Power Flow Calculation in Power Systems Using the P-Q Decomposition Method with Algorithm Implementation Insights

Detailed Documentation

The P-Q decomposition method is an efficient and practical algorithm for power flow calculation in power systems, particularly well-suited for analyzing large-scale electrical networks. By reasonably simplifying the Newton-Raphson method, this approach decomposes the Jacobian matrix into two submatrices (P and Q), significantly reducing computational complexity. In power flow calculations, the core concept of the P-Q decomposition method leverages two key characteristics of power systems: active power is primarily related to voltage phase angles, while reactive power is mainly associated with voltage magnitudes. Based on these characteristics, the algorithm decomposes the problem into two independent parts—active power iteration and reactive power iteration—which are solved alternately until convergence is achieved. During implementation, the first step involves constructing the system's admittance matrix and initializing the voltage magnitudes and phase angles at each node. The algorithm then iteratively updates the mismatches in active and reactive power, gradually correcting the voltage phase angles and magnitudes. Each iteration checks whether the power mismatches meet the convergence criteria; if satisfied, the final results are output; otherwise, iterations continue. For learners, understanding the P-Q decomposition method requires grasping both its physical significance and mathematical derivation. While referencing existing code can quickly yield calculation results, implementing the algorithm personally provides deeper insights into key components such as matrix construction, iterative control, and convergence criteria.

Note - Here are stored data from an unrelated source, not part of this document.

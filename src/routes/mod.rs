use axum::http::{HeaderValue, Method};
use axum::Router;
use tower_http::cors::{AllowOrigin, Any, CorsLayer};

use crate::{config::Settings, controllers::home_controller, AppState};

pub mod alerts_routes;
pub mod home_routes;

pub fn app(state: AppState) -> Router {
    let router = Router::<AppState>::new();

    let router = home_routes::add_routes(router);
    let router = alerts_routes::add_routes(router);

    router
        .fallback(home_controller::not_found)
        .layer(cors_layer(&state.settings))
        .with_state(state)
}

fn cors_layer(settings: &Settings) -> CorsLayer {
    let origins: Vec<HeaderValue> = settings
        .cors_origins
        .iter()
        .filter_map(|origin| origin.parse().ok())
        .collect();

    CorsLayer::new()
        .allow_origin(AllowOrigin::list(origins))
        .allow_methods([Method::GET, Method::POST, Method::PUT, Method::DELETE])
        .allow_headers(Any)
}
//! Whole-collection persistence boundary for alerts.
//!
//! The service never patches individual records on disk: every mutation is
//! load, modify in memory, save the full collection. Stores are injected
//! into the service at construction so tests can swap the file-backed store
//! for [`MemoryStore`].

pub mod file_store;

pub use file_store::FileStore;

use std::sync::Mutex;

use crate::error::StorageError;
use crate::models::Alert;

/// Durable storage of the full alert collection as a single unit.
pub trait AlertStore: Send + Sync {
    /// Returns the persisted collection, in insertion order. A store that
    /// has never been written to yields an empty collection; this is not an
    /// error. Unreadable content degrades to empty as well (see
    /// [`FileStore`] for the policy).
    fn load(&self) -> Vec<Alert>;

    /// Replaces the persisted collection. Either the full collection lands
    /// or the previous contents survive; failures propagate to the caller.
    fn save(&self, alerts: &[Alert]) -> Result<(), StorageError>;
}

/// In-memory store, mainly for tests and embedding.
#[derive(Default)]
pub struct MemoryStore {
    alerts: Mutex<Vec<Alert>>,
}

impl MemoryStore {
    pub fn new() -> Self {
        Self::default()
    }
}

impl AlertStore for MemoryStore {
    fn load(&self) -> Vec<Alert> {
        self.alerts
            .lock()
            .unwrap_or_else(|poisoned| poisoned.into_inner())
            .clone()
    }

    fn save(&self, alerts: &[Alert]) -> Result<(), StorageError> {
        *self
            .alerts
            .lock()
            .unwrap_or_else(|poisoned| poisoned.into_inner()) = alerts.to_vec();
        Ok(())
    }
}
use axum::body::Body;
use axum::http::{header, Request, StatusCode};
use axum::Router;
use http_body_util::BodyExt;
use pricewatch::{config::Settings, routes, AppState};
use tempfile::TempDir;
use tower::ServiceExt;

fn test_app(dir: &TempDir) -> Router {
    let settings = Settings {
        alerts_file: dir.path().join("alerts.json"),
        host: "127.0.0.1".to_string(),
        port: 0,
        cors_origins: vec!["http://localhost:3000".to_string()],
    };

    routes::app(AppState::new(settings))
}

async fn response_json(res: axum::response::Response) -> serde_json::Value {
    let bytes = res.into_body().collect().await.unwrap().to_bytes();
    serde_json::from_slice(&bytes).unwrap()
}

fn json_request(method: &str, uri: &str, body: &str) -> Request<Body> {
    Request::builder()
        .method(method)
        .uri(uri)
        .header(header::CONTENT_TYPE, "application/json")
        .body(Body::from(body.to_string()))
        .unwrap()
}

fn get_request(uri: &str) -> Request<Body> {
    Request::builder()
        .method("GET")
        .uri(uri)
        .body(Body::empty())
        .unwrap()
}

#[tokio::test]
async fn list_on_fresh_store_is_empty() {
    let dir = TempDir::new().unwrap();
    let app = test_app(&dir);

    let res = app.oneshot(get_request("/api/alerts")).await.unwrap();
    assert_eq!(res.status(), StatusCode::OK);

    let body = response_json(res).await;
    assert_eq!(body["total"], 0);
    assert_eq!(body["alerts"], serde_json::json!([]));
}

#[tokio::test]
async fn create_then_list_returns_the_alert() {
    let dir = TempDir::new().unwrap();
    let app = test_app(&dir);

    let res = app
        .clone()
        .oneshot(json_request(
            "POST",
            "/api/alerts",
            r#"{"asset_id":"asset_1","type":"price_below","target_value":150}"#,
        ))
        .await
        .unwrap();
    assert_eq!(res.status(), StatusCode::CREATED);

    let created = response_json(res).await;
    assert_eq!(created["asset_symbol"], "SYMBOL_asset_1");
    assert_eq!(created["type"], "price_below");
    assert_eq!(created["target_value"], 150.0);
    assert_eq!(created["is_active"], true);
    assert!(created["triggered_at"].is_null());
    assert!(!created["id"].as_str().unwrap().is_empty());

    let res = app.oneshot(get_request("/api/alerts")).await.unwrap();
    let body = response_json(res).await;
    assert_eq!(body["total"], 1);
    assert_eq!(body["alerts"][0], created);
}

#[tokio::test]
async fn create_missing_fields_is_bad_request() {
    let dir = TempDir::new().unwrap();
    let app = test_app(&dir);

    let res = app
        .oneshot(json_request("POST", "/api/alerts", r#"{"asset_id":"X"}"#))
        .await
        .unwrap();
    assert_eq!(res.status(), StatusCode::BAD_REQUEST);

    let body = response_json(res).await;
    assert!(body["error"]
        .as_str()
        .unwrap()
        .contains("missing required fields"));
}

#[tokio::test]
async fn create_invalid_type_is_bad_request() {
    let dir = TempDir::new().unwrap();
    let app = test_app(&dir);

    let res = app
        .oneshot(json_request(
            "POST",
            "/api/alerts",
            r#"{"asset_id":"X","type":"bogus","target_value":1}"#,
        ))
        .await
        .unwrap();
    assert_eq!(res.status(), StatusCode::BAD_REQUEST);

    let body = response_json(res).await;
    assert!(body["error"].as_str().unwrap().contains("invalid alert type"));
}

#[tokio::test]
async fn put_merges_and_coerces_string_target_value() {
    let dir = TempDir::new().unwrap();
    let app = test_app(&dir);

    let res = app
        .clone()
        .oneshot(json_request(
            "POST",
            "/api/alerts",
            r#"{"asset_id":"asset_1","asset_symbol":"AAPL","type":"price_above","target_value":10}"#,
        ))
        .await
        .unwrap();
    let created = response_json(res).await;
    let id = created["id"].as_str().unwrap().to_string();

    let res = app
        .clone()
        .oneshot(json_request(
            "PUT",
            &format!("/api/alerts/{id}"),
            r#"{"target_value":"99.5","is_active":false}"#,
        ))
        .await
        .unwrap();
    assert_eq!(res.status(), StatusCode::OK);

    let updated = response_json(res).await;
    assert_eq!(updated["target_value"], 99.5);
    assert_eq!(updated["is_active"], false);
    // untouched fields survive the merge
    assert_eq!(updated["asset_symbol"], "AAPL");
    assert_eq!(updated["type"], "price_above");
    assert_eq!(updated["created_at"], created["created_at"]);
}

#[tokio::test]
async fn put_unknown_id_is_not_found() {
    let dir = TempDir::new().unwrap();
    let app = test_app(&dir);

    let res = app
        .oneshot(json_request(
            "PUT",
            "/api/alerts/nonexistent-id",
            r#"{"target_value":1}"#,
        ))
        .await
        .unwrap();
    assert_eq!(res.status(), StatusCode::NOT_FOUND);

    let body = response_json(res).await;
    assert_eq!(body["error"], "Alert not found");
}

#[tokio::test]
async fn delete_returns_removed_alert_and_list_shrinks() {
    let dir = TempDir::new().unwrap();
    let app = test_app(&dir);

    let res = app
        .clone()
        .oneshot(json_request(
            "POST",
            "/api/alerts",
            r#"{"asset_id":"asset_1","type":"percentage_change","target_value":5}"#,
        ))
        .await
        .unwrap();
    let created = response_json(res).await;
    let id = created["id"].as_str().unwrap().to_string();

    let res = app
        .clone()
        .oneshot(
            Request::builder()
                .method("DELETE")
                .uri(format!("/api/alerts/{id}"))
                .body(Body::empty())
                .unwrap(),
        )
        .await
        .unwrap();
    assert_eq!(res.status(), StatusCode::OK);

    let body = response_json(res).await;
    assert_eq!(body["message"], "Alert deleted successfully");
    assert_eq!(body["alert"]["id"], id.as_str());

    let res = app.oneshot(get_request("/api/alerts")).await.unwrap();
    let body = response_json(res).await;
    assert_eq!(body["total"], 0);
}

#[tokio::test]
async fn delete_unknown_id_is_not_found() {
    let dir = TempDir::new().unwrap();
    let app = test_app(&dir);

    let res = app
        .oneshot(
            Request::builder()
                .method("DELETE")
                .uri("/api/alerts/nonexistent-id")
                .body(Body::empty())
                .unwrap(),
        )
        .await
        .unwrap();
    assert_eq!(res.status(), StatusCode::NOT_FOUND);
}

#[tokio::test]
async fn alerts_survive_a_new_app_instance() {
    let dir = TempDir::new().unwrap();

    let app = test_app(&dir);
    let res = app
        .oneshot(json_request(
            "POST",
            "/api/alerts",
            r#"{"asset_id":"asset_1","type":"price_above","target_value":10}"#,
        ))
        .await
        .unwrap();
    assert_eq!(res.status(), StatusCode::CREATED);

    // a fresh router over the same file sees the persisted alert
    let app = test_app(&dir);
    let res = app.oneshot(get_request("/api/alerts")).await.unwrap();
    let body = response_json(res).await;
    assert_eq!(body["total"], 1);
    assert_eq!(body["alerts"][0]["asset_id"], "asset_1");
}

#[tokio::test]
async fn health_reports_healthy() {
    let dir = TempDir::new().unwrap();
    let app = test_app(&dir);

    let res = app.oneshot(get_request("/health")).await.unwrap();
    assert_eq!(res.status(), StatusCode::OK);

    let body = response_json(res).await;
    assert_eq!(body["status"], "healthy");
}

#[tokio::test]
async fn index_describes_the_api() {
    let dir = TempDir::new().unwrap();
    let app = test_app(&dir);

    let res = app.oneshot(get_request("/")).await.unwrap();
    assert_eq!(res.status(), StatusCode::OK);

    let body = response_json(res).await;
    assert_eq!(body["endpoints"]["alerts"]["list"], "GET /api/alerts");
}

#[tokio::test]
async fn unknown_route_is_json_404() {
    let dir = TempDir::new().unwrap();
    let app = test_app(&dir);

    let res = app.oneshot(get_request("/api/screener")).await.unwrap();
    assert_eq!(res.status(), StatusCode::NOT_FOUND);

    let body = response_json(res).await;
    assert_eq!(body["error"], "Not Found");
}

It is recommended to start with simple test systems to progressively validate the algorithm's correctness and convergence behavior. The method's advantages include fast computation speed and low memory usage, making it particularly suitable for online analysis of large-scale power systems. However, when dealing with ill-conditioned systems or heavily loaded lines, it may be necessary to incorporate other improvement strategies to ensure convergence.